Something like 8y ago, back in 2011, it was ok to manage cgroup-imposed resource limits in parallel to systemd (e.g. via libcgroup or custom tools), but over years cgroups moved increasingly towards "unified hierarchy" (for many good reasons, outlined in kernel docs), joining controllers at first, and then creating new unified cgroup-v2 interface for it.

Latter no longer allows to separate systemd process-tracking tree from ones for controlling specific resources, so you can't put restrictions on pids without either pulling them from hierarchy that systemd uses (making it loose track of them - bad idea) or changing cgroup configuration in parallel to systemd, potentially stepping on its toes (also bad idea).

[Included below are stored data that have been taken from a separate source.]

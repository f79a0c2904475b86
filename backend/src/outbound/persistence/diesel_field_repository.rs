//! PostgreSQL-backed `FieldRepository` implementation using Diesel ORM.

use async_trait::async_trait;
use diesel::prelude::*;
use diesel_async::RunQueryDsl;

use crate::domain::field::{Field, FieldSpec};
use crate::domain::ports::{FieldPersistenceError, FieldRepository};

use super::error_mapping::{map_diesel_error_into, map_pool_error_into};
use super::models::{FieldChanges, FieldRow, NewFieldRow};
use super::pool::{DbPool, PoolError};
use super::schema::fields;

/// Diesel-backed implementation of the field reference-data port.
#[derive(Clone)]
pub struct DieselFieldRepository {
    pool: DbPool,
}

impl DieselFieldRepository {
    /// Create a new repository with the given connection pool.
    pub fn new(pool: DbPool) -> Self {
        Self { pool }
    }
}

fn map_pool_error(error: PoolError) -> FieldPersistenceError {
    map_pool_error_into(error, FieldPersistenceError::connection)
}

fn map_diesel_error(error: diesel::result::Error) -> FieldPersistenceError {
    map_diesel_error_into(
        error,
        FieldPersistenceError::query,
        FieldPersistenceError::connection,
    )
}

fn row_to_field(row: FieldRow) -> Field {
    Field {
        id: row.id,
        name: row.name,
        available: row.available,
    }
}

#[async_trait]
impl FieldRepository for DieselFieldRepository {
    async fn list(&self) -> Result<Vec<Field>, FieldPersistenceError> {
        let mut conn = self.pool.get().await.map_err(map_pool_error)?;
        let rows: Vec<FieldRow> = fields::table
            .select(FieldRow::as_select())
            .order_by(fields::id)
            .load(&mut conn)
            .await
            .map_err(map_diesel_error)?;
        Ok(rows.into_iter().map(row_to_field).collect())
    }

    async fn create(&self, spec: FieldSpec) -> Result<Field, FieldPersistenceError> {
        let mut conn = self.pool.get().await.map_err(map_pool_error)?;
        let row: FieldRow = diesel::insert_into(fields::table)
            .values(NewFieldRow {
                name: &spec.name,
                available: spec.available,
            })
            .returning(FieldRow::as_returning())
            .get_result(&mut conn)
            .await
            .map_err(map_diesel_error)?;
        Ok(row_to_field(row))
    }

    async fn update(&self, id: i64, spec: FieldSpec) -> Result<(), FieldPersistenceError> {
        let mut conn = self.pool.get().await.map_err(map_pool_error)?;
        let updated = diesel::update(fields::table.find(id))
            .set(FieldChanges {
                name: &spec.name,
                available: spec.available,
            })
            .execute(&mut conn)
            .await
            .map_err(map_diesel_error)?;
        if updated == 0 {
            return Err(FieldPersistenceError::not_found());
        }
        Ok(())
    }

    async fn delete(&self, id: i64) -> Result<(), FieldPersistenceError> {
        let mut conn = self.pool.get().await.map_err(map_pool_error)?;
        let deleted = diesel::delete(fields::table.find(id))
            .execute(&mut conn)
            .await
            .map_err(map_diesel_error)?;
        if deleted == 0 {
            return Err(FieldPersistenceError::not_found());
        }
        Ok(())
    }
}
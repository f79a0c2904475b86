//! OpenAPI documentation configuration.
//!
//! The [`ApiDoc`] struct generates the OpenAPI specification for the REST
//! API: every handler path from the inbound layer, the wire schemas, and the
//! bearer-token security scheme. The generated document backs Swagger UI in
//! debug builds.

use utoipa::openapi::security::{Http, HttpAuthScheme, SecurityScheme};
use utoipa::{Modify, OpenApi};

use crate::domain::notification::NotificationView;
use crate::domain::reservation::ReservationView;
use crate::domain::{Error, ErrorCode, Role};
use crate::inbound::http::clients::{
    ChangePasswordRequest, ClientDto, LoginRequest, RecoverPasswordRequest,
    RecoverPasswordResponse, RefreshRequest, RefreshResponse, RegisterRequest,
    ResetPasswordRequest, RoleChangeRequest, TokenPairResponse, UpdateProfileRequest,
};
use crate::inbound::http::fields::{FieldDto, FieldRequest};
use crate::inbound::http::notifications::{
    CreateNotificationRequest, CreateNotificationResponse, MarkReadRequest,
};
use crate::inbound::http::prices::{PriceDto, PriceRequest};
use crate::inbound::http::reservations::{
    CreateReservationRequest, DateReservationDto, RescheduleRequest, ReservationDto,
};
use crate::inbound::http::statistics::UsageCountDto;

/// Enrich the generated document with the bearer-token security scheme.
struct SecurityAddon;

impl Modify for SecurityAddon {
    fn modify(&self, openapi: &mut utoipa::openapi::OpenApi) {
        let components = openapi
            .components
            .get_or_insert_with(utoipa::openapi::Components::default);

        components.add_security_scheme(
            "BearerToken",
            SecurityScheme::Http(
                Http::builder()
                    .scheme(HttpAuthScheme::Bearer)
                    .bearer_format("JWT")
                    .description(Some(
                        "Access token issued by POST /api/v1/client/login.".to_owned(),
                    ))
                    .build(),
            ),
        );
    }
}

/// OpenAPI document for the REST API.
/// Swagger UI is enabled in debug builds only.
#[derive(OpenApi)]
#[openapi(
    modifiers(&SecurityAddon),
    info(
        title = "Court booking backend API",
        description = "HTTP interface for account, notification, catalogue, \
                       and reservation management."
    ),
    servers(
        (url = "/", description = "Relative to the deployment base URL")
    ),
    security(("BearerToken" = [])),
    paths(
        crate::inbound::http::clients::register,
        crate::inbound::http::clients::login,
        crate::inbound::http::clients::logout,
        crate::inbound::http::clients::refresh_token,
        crate::inbound::http::clients::recover_password,
        crate::inbound::http::clients::reset_password,
        crate::inbound::http::clients::change_password,
        crate::inbound::http::clients::get_profile,
        crate::inbound::http::clients::update_profile,
        crate::inbound::http::clients::delete_account,
        crate::inbound::http::clients::delete_account_post,
        crate::inbound::http::clients::list_clients,
        crate::inbound::http::clients::promote_to_admin,
        crate::inbound::http::clients::demote_to_regular,
        crate::inbound::http::notifications::create_notification,
        crate::inbound::http::notifications::list_notifications,
        crate::inbound::http::notifications::mark_notification_read,
        crate::inbound::http::fields::list_fields,
        crate::inbound::http::fields::create_field,
        crate::inbound::http::fields::update_field,
        crate::inbound::http::fields::delete_field,
        crate::inbound::http::fields::unused_fields,
        crate::inbound::http::prices::list_prices,
        crate::inbound::http::prices::create_price,
        crate::inbound::http::prices::update_price,
        crate::inbound::http::reservations::create_reservation,
        crate::inbound::http::reservations::reservations_for_date,
        crate::inbound::http::reservations::future_reservations,
        crate::inbound::http::reservations::reschedule_reservation,
        crate::inbound::http::reservations::cancel_reservation,
        crate::inbound::http::statistics::frequent_field,
        crate::inbound::http::statistics::frequent_time,
        crate::inbound::http::health::ready,
        crate::inbound::http::health::live,
    ),
    components(schemas(
        Error,
        ErrorCode,
        Role,
        ClientDto,
        TokenPairResponse,
        RegisterRequest,
        LoginRequest,
        RefreshRequest,
        RefreshResponse,
        RecoverPasswordRequest,
        RecoverPasswordResponse,
        ResetPasswordRequest,
        ChangePasswordRequest,
        UpdateProfileRequest,
        RoleChangeRequest,
        CreateNotificationRequest,
        CreateNotificationResponse,
        MarkReadRequest,
        NotificationView,
        FieldDto,
        FieldRequest,
        PriceDto,
        PriceRequest,
        CreateReservationRequest,
        ReservationDto,
        DateReservationDto,
        RescheduleRequest,
        ReservationView,
        UsageCountDto,
    )),
    tags(
        (name = "clients", description = "Account, session, and role management"),
        (name = "notifications", description = "Notification fan-out and read flags"),
        (name = "fields", description = "Bookable court reference data"),
        (name = "prices", description = "Slot price reference data"),
        (name = "reservations", description = "Court bookings and queries"),
        (name = "statistics", description = "Usage statistics over trailing windows"),
        (name = "health", description = "Endpoints for health checks")
    )
)]
pub struct ApiDoc;

#[cfg(test)]
mod tests {
    use super::*;
    use utoipa::OpenApi;
    use utoipa::openapi::RefOr;
    use utoipa::openapi::schema::Schema;

    /// Assert that an Object schema contains a field with the given name.
    fn assert_object_schema_has_field(schema: &RefOr<Schema>, field: &str) {
        match schema {
            RefOr::T(Schema::Object(obj)) => {
                assert!(
                    obj.properties.contains_key(field),
                    "schema should have field '{field}'"
                );
            }
            _ => panic!("expected Object schema"),
        }
    }

    #[test]
    fn error_schema_has_code_and_message() {
        let doc = ApiDoc::openapi();
        let schemas = &doc.components.as_ref().expect("components").schemas;
        let error_schema = schemas.get("Error").expect("Error schema");

        assert_object_schema_has_field(error_schema, "code");
        assert_object_schema_has_field(error_schema, "message");
    }

    #[test]
    fn client_schema_uses_camel_case_fields() {
        let doc = ApiDoc::openapi();
        let schemas = &doc.components.as_ref().expect("components").schemas;
        let client_schema = schemas.get("ClientDto").expect("ClientDto schema");

        assert_object_schema_has_field(client_schema, "firstName");
        assert_object_schema_has_field(client_schema, "phoneNumber");
        assert_object_schema_has_field(client_schema, "nif");
    }

    #[test]
    fn every_booking_route_is_documented() {
        let doc = ApiDoc::openapi();
        for path in [
            "/api/v1/client/register",
            "/api/v1/client/login",
            "/api/v1/client/refresh-token",
            "/api/v1/client/recover-password",
            "/api/v1/client/reset-password",
            "/api/v1/manual-notification/create",
            "/api/v1/reservations/create",
            "/api/v1/statistics/frequent-field/{period}",
            "/api/v1/fields/unused/{kind}/{value}",
        ] {
            assert!(
                doc.paths.paths.contains_key(path),
                "missing documented path: {path}"
            );
        }
    }
}
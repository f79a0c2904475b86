//! Server construction and middleware wiring.

mod config;

pub use config::{AppConfig, ConfigError};

use actix_web::dev::{Server, ServiceFactory, ServiceRequest, ServiceResponse};
use actix_web::{App, HttpServer, web};
#[cfg(feature = "metrics")]
use actix_web_prom::{PrometheusMetrics, PrometheusMetricsBuilder};
#[cfg(debug_assertions)]
use utoipa::OpenApi;
#[cfg(debug_assertions)]
use utoipa_swagger_ui::SwaggerUi;

#[cfg(debug_assertions)]
use crate::doc::ApiDoc;
use crate::inbound::http::api_services;
use crate::inbound::http::health::{HealthState, live, ready};
use crate::inbound::http::state::HttpState;
use crate::middleware::Trace;

/// Assemble the full application: `/api/v1` REST surface, health probes,
/// and (in debug builds) Swagger UI at `/docs`.
fn build_app(
    health_state: web::Data<HealthState>,
    http_state: web::Data<HttpState>,
) -> App<
    impl ServiceFactory<
        ServiceRequest,
        Config = (),
        Response = ServiceResponse,
        Error = actix_web::Error,
        InitError = (),
    >,
> {
    let app = App::new()
        .app_data(health_state)
        .app_data(http_state)
        .wrap(Trace)
        .service(web::scope("/api/v1").configure(api_services))
        .service(ready)
        .service(live);

    #[cfg(debug_assertions)]
    let app = app.service(SwaggerUi::new("/docs").url("/api-docs/openapi.json", ApiDoc::openapi()));
    #[cfg(not(debug_assertions))]
    let app = app;

    app
}

#[cfg(feature = "metrics")]
fn make_metrics() -> std::io::Result<PrometheusMetrics> {
    PrometheusMetricsBuilder::new("booking")
        .endpoint("/metrics")
        .build()
        .map_err(|e| std::io::Error::other(format!("configure Prometheus metrics: {e}")))
}

/// Bind the listener and spawn the HTTP server.
///
/// Readiness flips once the socket is bound, so probes stay red while
/// migrations or pool construction are still in flight.
///
/// # Errors
/// Propagates [`std::io::Error`] when binding the socket fails.
pub fn create_server(
    health_state: web::Data<HealthState>,
    http_state: web::Data<HttpState>,
    bind_addr: std::net::SocketAddr,
) -> std::io::Result<Server> {
    #[cfg(feature = "metrics")]
    let prometheus = make_metrics()?;

    let server_health_state = health_state.clone();
    let server = HttpServer::new(move || {
        let app = build_app(server_health_state.clone(), http_state.clone());
        #[cfg(feature = "metrics")]
        let app = app.wrap(prometheus.clone());
        app
    })
    .bind(bind_addr)?
    .run();

    health_state.mark_ready();
    Ok(server)
}

#[cfg(test)]
mod tests {
    use actix_web::test;

    use super::*;
    use crate::test_support::TestBackend;

    #[actix_web::test]
    async fn built_app_serves_probes_and_api_routes() {
        let backend = TestBackend::new();
        let health_state = web::Data::new(HealthState::new());
        health_state.mark_ready();
        let app = test::init_service(build_app(
            health_state,
            web::Data::new(backend.state()),
        ))
        .await;

        let probe = test::call_service(
            &app,
            test::TestRequest::get().uri("/health/ready").to_request(),
        )
        .await;
        assert!(probe.status().is_success());

        let unauthenticated = test::call_service(
            &app,
            test::TestRequest::get().uri("/api/v1/client").to_request(),
        )
        .await;
        assert_eq!(unauthenticated.status().as_u16(), 401);
    }
}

So with systemd running in unified cgroup-v2 hierarchy mode (can be compiled-in default, esp. in the future, or enabled via systemd.unified_cgroup_hierarchy on cmdline), there are two supported options to manage custom resource limits:

  • By using systemd, via its slices, scopes and services.
  • By taking over control of some cgroup within systemd hierarchy via Delegate= in units.

Delegation necessitates managing pids within that subtree outside of systemd entirely, while first one is simpler of the two, where instead of libcgroup, cgmanager or cgconf config file, you'd define all these limits in systemd .slice unit-file hierarchy like this:

# apps.slice
[Slice]

CPUWeight=30
IOWeight=30

MemoryHigh=5G
MemoryMax=8G
MemorySwapMax=1G

# apps-browser.slice
[Slice]
CPUWeight=30
IOWeight=30
MemoryHigh=3G

# apps-misc.slice
[Slice]
MemoryHigh=700M
MemoryMax=1500M

These can reside under whatever pre-defined slices (see systemctl status for full tree), including "systemd --user" slices, where users can set these up as well.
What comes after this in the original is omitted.